COAL TOWNSHIP - Due to a significant enrollment decrease at Northwestern Academy, Shamokin Area School Board unanimously adopted resolutions Tuesday night to reduce educational programs and eliminate 11 teaching positions at the juvenile detention facility.
The board will not renew the contracts of eight temporary professional employees at the end of the current school year, which will result in a 50 percent staff reduction in English (two positions), math (2 positions), science (one position), social studies (two positions), business/computer/information technology (two positions), Title I language arts (one position) and special education (one position).
Non-tenured union teachers who will lose their jobs at the academy as a result of the move are Kendra Cook, Kathy Dugan, Carol Fetterolf, Cristen James, Melodee Lesher, Bridget Smink, Brandy Weaver and Lindsey Williams. Some of the teachers provide instruction to more than one course.
The school district will be able to operate more effectively and efficiently, reallocate resources from other professional educational avenues and conform with standards of reorganization as a result of the move, according to Superintendent James Zack.
Voting to approve the resolutions were board president Ronald McElwee, Richard Kashnoski, Matt Losiewicz, Edward Griffiths, Rosalie Smoogen, Bernie Sosnoskie, Charles Shuey and Jeff Kashner. Director Robert Getchey was absent.
Karen Colangelo, district business manager and federal programs coordinator, presented the board with an overview of the tentative budget in the amount of $32,458,945, which represents a .01 percent decrease from the current spending plan of $32,465,169. Colangelo said the minor reduction is primarily due to an enrollment decrease at Northwestern Academy.
The budget is expected to necessitate a small increase in tax millage.
Colangelo said local, state and federal revenues total $28,442,696. Other financing sources total $4,016,249.
The budget reflects a total decrease in local revenue of $141,970.
In order to balance the budget, district officials are proposing taking $4,016,249 from the current fund balance of $8,407,661.
The tentative spending plan is scheduled to be adopted next month, with the approval of the final budget in June.
In other business, the board approved the retirement of elementary teacher Richard M. Schiccatano and resignations of special education teacher Lori A. Neiswender and National Honor Society adviser Kathy Dowd.
On a 7-1 vote, the board agreed to renew a contract with Nutrition Inc. for food service management services, effective July 1, 2015, to June 30, 2016, with a financial guarantee of $62,035.09.
Smoogen, who cast the lone dissenting vote, commended the food service staff but believes the district should be billed on a monthly, flat fee basis like other contracts.

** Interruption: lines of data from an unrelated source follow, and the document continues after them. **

// ============================================================
// DATASET LOADER
// ============================================================
// Parse raw CSV bytes into a validated equipment dataset

use std::borrow::Cow;
use std::io::Read;

use csv::{ReaderBuilder, StringRecord, Trim};
use encoding_rs::{UTF_8, WINDOWS_1252};

use crate::domain::csv::{
    is_missing_marker, Dataset, EquipmentRow, NumericColumn, COLUMN_NAME, COLUMN_TYPE,
    REQUIRED_COLUMNS,
};
use crate::domain::error::{AppError, Result};

/// Maximum number of offending values quoted in a type error.
const MAX_INVALID_SAMPLES: usize = 3;

/// Outcome of coercing one numeric cell.
#[derive(Debug, Clone, Copy, PartialEq)]
enum NumericCell {
    Missing,
    Value(f64),
    Invalid,
}

fn coerce_numeric(raw: &str) -> NumericCell {
    let trimmed = raw.trim();
    if trimmed.is_empty() || is_missing_marker(trimmed) {
        return NumericCell::Missing;
    }

    match trimmed.parse::<f64>() {
        Ok(value) if value.is_finite() => NumericCell::Value(value),
        _ => NumericCell::Invalid,
    }
}

/// Header positions of the required columns.
struct ColumnPositions {
    name: usize,
    category: usize,
    numeric: [usize; 3],
}

/// CSV loader enforcing the equipment schema.
///
/// Validation is all-or-nothing: the first failure aborts the load and no
/// partial dataset is returned.
pub struct DatasetLoader {
    /// Delimiter character (default: comma)
    delimiter: u8,
}

impl Default for DatasetLoader {
    fn default() -> Self {
        Self { delimiter: b',' }
    }
}

impl DatasetLoader {
    pub fn new() -> Self {
        Self::default()
    }

    /// Set custom delimiter
    pub fn with_delimiter(mut self, delimiter: u8) -> Self {
        self.delimiter = delimiter;
        self
    }

    /// Read everything from `reader` and validate it.
    pub fn validate_reader<R: Read>(&self, mut reader: R) -> Result<Dataset> {
        let mut buffer = Vec::new();
        reader
            .read_to_end(&mut buffer)
            .map_err(|e| AppError::StorageError(format!("Failed to read dataset: {}", e)))?;
        self.validate(&buffer)
    }

    /// Validate raw CSV bytes and convert them into a [`Dataset`].
    pub fn validate(&self, raw: &[u8]) -> Result<Dataset> {
        let content = decode_text(raw);
        if content.trim().is_empty() {
            return Err(AppError::EmptyInput(
                "CSV file is empty: no columns to parse".to_string(),
            ));
        }

        if let Some(row) = unterminated_quote_row(&content, self.delimiter) {
            let location = match row {
                0 => "the header".to_string(),
                row => format!("CSV row {}", row),
            };
            return Err(AppError::ParseError(format!(
                "Unterminated quoted field in {}: reached end of file inside a quoted value",
                location
            )));
        }

        let mut reader = ReaderBuilder::new()
            .delimiter(self.delimiter)
            .has_headers(true)
            .flexible(false)
            .trim(Trim::None)
            .from_reader(content.as_bytes());

        let headers: Vec<String> = reader
            .headers()
            .map_err(|e| AppError::ParseError(format!("Failed to read CSV headers: {}", e)))?
            .iter()
            .map(str::to_string)
            .collect();

        let positions = resolve_columns(&headers)?;

        let mut records = Vec::new();
        for (index, result) in reader.records().enumerate() {
            let record = result.map_err(|e| {
                AppError::ParseError(format!("Failed to parse CSV row {}: {}", index + 1, e))
            })?;
            records.push(record);
        }

        if records.is_empty() {
            return Err(AppError::EmptyInput(
                "CSV file contains a header but no data rows".to_string(),
            ));
        }

        let numeric = coerce_numeric_columns(&records, &positions)?;

        let rows = records
            .iter()
            .enumerate()
            .map(|(index, record)| EquipmentRow {
                index,
                name: cell(record, positions.name).to_string(),
                category: cell(record, positions.category).to_string(),
                flowrate: numeric[0][index],
                pressure: numeric[1][index],
                temperature: numeric[2][index],
            })
            .collect();

        Ok(Dataset::new(headers, rows))
    }
}

/// Decode as UTF-8 (BOM removed), falling back to Windows-1252.
fn decode_text(raw: &[u8]) -> Cow<'_, str> {
    let (text, had_errors) = UTF_8.decode_with_bom_removal(raw);
    if !had_errors {
        return text;
    }

    let (text, _, _) = WINDOWS_1252.decode(raw);
    text
}

#[derive(Clone, Copy, PartialEq)]
enum QuoteState {
    FieldStart,
    Unquoted,
    Quoted,
    QuoteInQuoted,
}

/// Record index (0 = header) of a quoted field still open at end of input.
///
/// The csv reader closes such a field silently at EOF, so the scan mirrors
/// its quoting rules: a quote opens a field only at the field start, and a
/// doubled quote inside a quoted field is an escaped quote.
fn unterminated_quote_row(content: &str, delimiter: u8) -> Option<usize> {
    let mut state = QuoteState::FieldStart;
    let mut completed_records = 0;
    let mut record_has_content = false;
    let mut opened_in = 0;

    for &byte in content.as_bytes() {
        let terminator = byte == b'\n' || byte == b'\r';
        state = match state {
            QuoteState::Quoted => {
                if byte == b'"' {
                    QuoteState::QuoteInQuoted
                } else {
                    QuoteState::Quoted
                }
            }
            QuoteState::QuoteInQuoted if byte == b'"' => QuoteState::Quoted,
            _ if terminator => {
                if record_has_content {
                    completed_records += 1;
                    record_has_content = false;
                }
                QuoteState::FieldStart
            }
            _ if byte == delimiter => {
                record_has_content = true;
                QuoteState::FieldStart
            }
            QuoteState::FieldStart if byte == b'"' => {
                record_has_content = true;
                opened_in = completed_records;
                QuoteState::Quoted
            }
            _ => {
                record_has_content = true;
                QuoteState::Unquoted
            }
        };
    }

    (state == QuoteState::Quoted).then_some(opened_in)
}

/// Locate every required column, reporting all missing ones in schema order.
fn resolve_columns(headers: &[String]) -> Result<ColumnPositions> {
    let position = |name: &str| headers.iter().position(|h| h == name);

    let missing: Vec<String> = REQUIRED_COLUMNS
        .iter()
        .filter(|column| position(**column).is_none())
        .map(|column| column.to_string())
        .collect();

    if !missing.is_empty() {
        return Err(AppError::SchemaError { missing });
    }

    let require = |name: &str| {
        position(name).ok_or_else(|| AppError::SchemaError {
            missing: vec![name.to_string()],
        })
    };

    Ok(ColumnPositions {
        name: require(COLUMN_NAME)?,
        category: require(COLUMN_TYPE)?,
        numeric: [
            require(NumericColumn::Flowrate.header())?,
            require(NumericColumn::Pressure.header())?,
            require(NumericColumn::Temperature.header())?,
        ],
    })
}

/// Coerce the numeric columns in schema order; the first column holding a
/// non-numeric value fails the whole load.
fn coerce_numeric_columns(
    records: &[StringRecord],
    positions: &ColumnPositions,
) -> Result<[Vec<Option<f64>>; 3]> {
    let mut columns: [Vec<Option<f64>>; 3] = Default::default();

    for (slot, column) in NumericColumn::ALL.iter().enumerate() {
        let position = positions.numeric[slot];
        let mut values = Vec::with_capacity(records.len());
        let mut invalid = Vec::new();

        for record in records {
            let raw = cell(record, position);
            match coerce_numeric(raw) {
                NumericCell::Value(value) => values.push(Some(value)),
                NumericCell::Missing => values.push(None),
                NumericCell::Invalid => {
                    if invalid.len() < MAX_INVALID_SAMPLES {
                        invalid.push(raw.to_string());
                    }
                    values.push(None);
                }
            }
        }

        if !invalid.is_empty() {
            return Err(AppError::TypeError {
                column: column.header().to_string(),
                samples: invalid,
            });
        }

        columns[slot] = values;
    }

    Ok(columns)
}

fn cell(record: &StringRecord, position: usize) -> &str {
    record.get(position).unwrap_or("")
}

Board members agreed to contract services with Pennsylvania Economy League to provide assistance for the district's pending fact-finding at an estimated cost of $1,600 plus time at a hearing at $100 per hour, out-of-pocket expenses and mileage at the IRS rate of 58 cents per mile.
Kashner was reappointed as the district's representative on the Central Susquehanna Intermediate Unit Board of Directors.
Directors approved Tim Bousson as a volunteer football coach for the 2015-16 school year.
Kashnoski announced Mid-Penn Bank of Minersville donated $250 to be used for books at the Annex.